### WHAT IS BEING ASKED
The lines to reproduce run from the first one below to the line containing "in an atomic-swap", both included. Reproduce them exactly and nothing else.

### DATA SECTION
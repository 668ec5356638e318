// Copyright (c) 2023 The Quartz Core developers
// Licensed under the Apache License, Version 2.0 see LICENSE-APACHE or
// http://www.apache.org/licenses/LICENSE-2.0 or the MIT license, see
// LICENSE-MIT or http://opensource.org/licenses/MIT

//! Standalone HTLC redeem tool: claims funds locked in an atomic-swap
//! P2SH by revealing the secret.

use quartz::crosschain::rpc::RpcBlockchainProvider;
use quartz::crosschain::swap::{self, trim_private_key, RedeemRequest, DEFAULT_SWAP_FEE};
use quartz::crosschain::{Bitcoiny, SwapErr};
use quartz::settings::{Settings, SETTINGS_PATH_ENV};
use std::path::PathBuf;

fn usage(error: Option<&str>) -> ! {
    if let Some(error) = error {
        eprintln!("{error}");
    }

    eprintln!(
        "usage: quartz-redeem [--config <settings-file>] <P2SH-address> <redeem-PRIVATE-KEY-hex> \
         <refund-P2PKH> <secret-hex> <locktime-seconds> (<fee-in-coins>)"
    );
    std::process::exit(1)
}

fn main() {
    env_logger::init();

    let mut args: Vec<String> = std::env::args().skip(1).collect();
    let config_flag = take_config_flag(&mut args);

    if args.len() < 5 || args.len() > 6 {
        usage(None);
    }

    let key_bytes = match hex::decode(&args[1]) {
        Ok(bytes) => bytes,
        Err(_) => usage(Some("redeem private key must be hex")),
    };
    let redeem_secret = match trim_private_key(&key_bytes) {
        Ok(secret) => secret,
        Err(_) => usage(Some("redeem private key must be 32 bytes")),
    };

    let secret = match hex::decode(&args[3]) {
        Ok(secret) if secret.len() == 32 => secret,
        _ => usage(Some("secret must be 32 bytes of hex")),
    };

    let lock_time: u32 = match args[4].parse() {
        Ok(lock_time) => lock_time,
        Err(_) => usage(Some("locktime must be seconds since epoch")),
    };

    let fee = match args.get(5) {
        Some(arg) => match arg.parse::<f64>() {
            Ok(coins) if coins > 0.0 => (coins * 100_000_000.0).round() as u64,
            _ => usage(Some("fee must be a positive decimal amount")),
        },
        None => DEFAULT_SWAP_FEE,
    };

    let request = RedeemRequest {
        p2sh_address: args[0].clone(),
        redeem_secret,
        refunder_p2pkh: args[2].clone(),
        secret,
        lock_time,
        fee,
    };

    let settings_path =
        config_flag.or_else(|| std::env::var_os(SETTINGS_PATH_ENV).map(PathBuf::from));
    let settings = match Settings::load(settings_path.as_deref()) {
        Ok(settings) => settings,
        Err(err) => {
            eprintln!("settings failure: {err}");
            std::process::exit(2);
        }
    };

    let provider = match build_provider(&settings) {
        Ok(provider) => provider,
        Err(err) => {
            eprintln!("external node failure: {err}");
            std::process::exit(2);
        }
    };

    let bitcoiny = Bitcoiny::new(
        provider,
        settings.bitcoin_network(),
        &settings.foreign.currency_code,
        settings.foreign.fee_per_kb,
        settings.foreign.p2sh_fee,
    );

    println!("Confirm the following is correct based on the info you've given:");
    println!("P2SH address: {}", request.p2sh_address);
    println!("Refund address: {}", request.refunder_p2pkh);
    println!("Redeem miner's fee: {}", bitcoiny.format_amount(fee));

    match swap::checked_redeem(&bitcoiny, &request) {
        Ok(transaction) => {
            let raw = bitcoin::consensus::encode::serialize(&transaction);
            println!("\nLoad this transaction into your wallet and broadcast:");
            println!("{}", hex::encode(raw));
        }

        Err(SwapErr::InvalidInput(what)) => usage(Some(what)),

        Err(SwapErr::SafetyViolation(message)) => {
            eprintln!("{message}");
            std::process::exit(2);
        }

        Err(SwapErr::Foreign(err)) => {
            eprintln!("external chain failure: {err}");
            std::process::exit(2);
        }
    }
}

/// Pulls the first `--config <path>` pair out of the argument list. Takes
/// precedence over the environment variable.
fn take_config_flag(args: &mut Vec<String>) -> Option<PathBuf> {
    let index = args.iter().position(|arg| arg == "--config")?;

    if index + 1 >= args.len() {
        usage(Some("--config requires a settings file path"));
    }

    let path = PathBuf::from(args.remove(index + 1));
    args.remove(index);
    Some(path)
}

fn build_provider(
    settings: &Settings,
) -> Result<RpcBlockchainProvider, quartz::crosschain::ForeignBlockchainErr> {
    match (&settings.foreign.node_user, &settings.foreign.node_password) {
        (Some(user), Some(pass)) => {
            RpcBlockchainProvider::with_auth(&settings.foreign.node_url, user, pass)
        }
        _ => RpcBlockchainProvider::new(&settings.foreign.node_url),
    }
}
// Copyright (c) 2023 The Quartz Core developers
// Licensed under the Apache License, Version 2.0 see LICENSE-APACHE or
// http://www.apache.org/licenses/LICENSE-2.0 or the MIT license, see
// LICENSE-MIT or http://opensource.org/licenses/MIT

use bincode::{Decode, Encode};
use std::fmt;

/// Block record as the AT subsystem sees it. Validation and production
/// live elsewhere; the VM only ever reads height, signature and timestamp.
#[derive(Clone, PartialEq, Eq, Encode, Decode)]
pub struct BlockData {
    pub height: u32,
    pub signature: Vec<u8>,
    pub timestamp: i64,
}

impl fmt::Debug for BlockData {
    fn fmt(&self, f: &mut fmt::Formatter<'_>) -> fmt::Result {
        f.debug_struct("BlockData")
            .field("height", &self.height)
            .field("signature", &hex::encode(&self.signature))
            .field("timestamp", &self.timestamp)
            .finish()
    }
}

/// Height + signature only. Block-hash queries from the VM request
/// summaries so the repository can skip loading transactions.
#[derive(Clone, PartialEq, Eq, Encode, Decode)]
pub struct BlockSummary {
    pub height: u32,
    pub signature: Vec<u8>,
}

impl fmt::Debug for BlockSummary {
    fn fmt(&self, f: &mut fmt::Formatter<'_>) -> fmt::Result {
        f.debug_struct("BlockSummary")
            .field("height", &self.height)
            .field("signature", &hex::encode(&self.signature))
            .finish()
    }
}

### ANSWER SPACE
repository 668ec5356638e318
// Copyright (c) 2023 The Quartz Core developers
// Licensed under the Apache License, Version 2.0 see LICENSE-APACHE or
// http://www.apache.org/licenses/LICENSE-2.0 or the MIT license, see
// LICENSE-MIT or http://opensource.org/licenses/MIT

//! Standalone HTLC redeem tool: claims funds locked in an atomic-swap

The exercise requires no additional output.